Your instructions
Pull every line holding the string "crate" from the records below.

▼

use std::rc::Rc;

use log::{debug, info};

use crate::ast::{Expr, FunctionDecl, Stmt};
use crate::error::KloxError;
use crate::token::{Token, TokenType};

/// Recursive-descent parser over a scanned token vector.
///
/// Errors never abort the parse: each bad declaration is reported, the
/// parser synchronizes to the next statement boundary, and parsing resumes.
/// Callers get the (possibly partial) program together with everything that
/// went wrong and must not execute the tree if any error was recorded.
pub struct Parser {
    tokens: Vec<Token>,
    current: usize,
    next_id: usize,
    errors: Vec<KloxError>,
}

▲

Solution to this problem
use crate::ast::{Expr, FunctionDecl, Stmt};
use crate::error::KloxError;
use crate::token::{Token, TokenType};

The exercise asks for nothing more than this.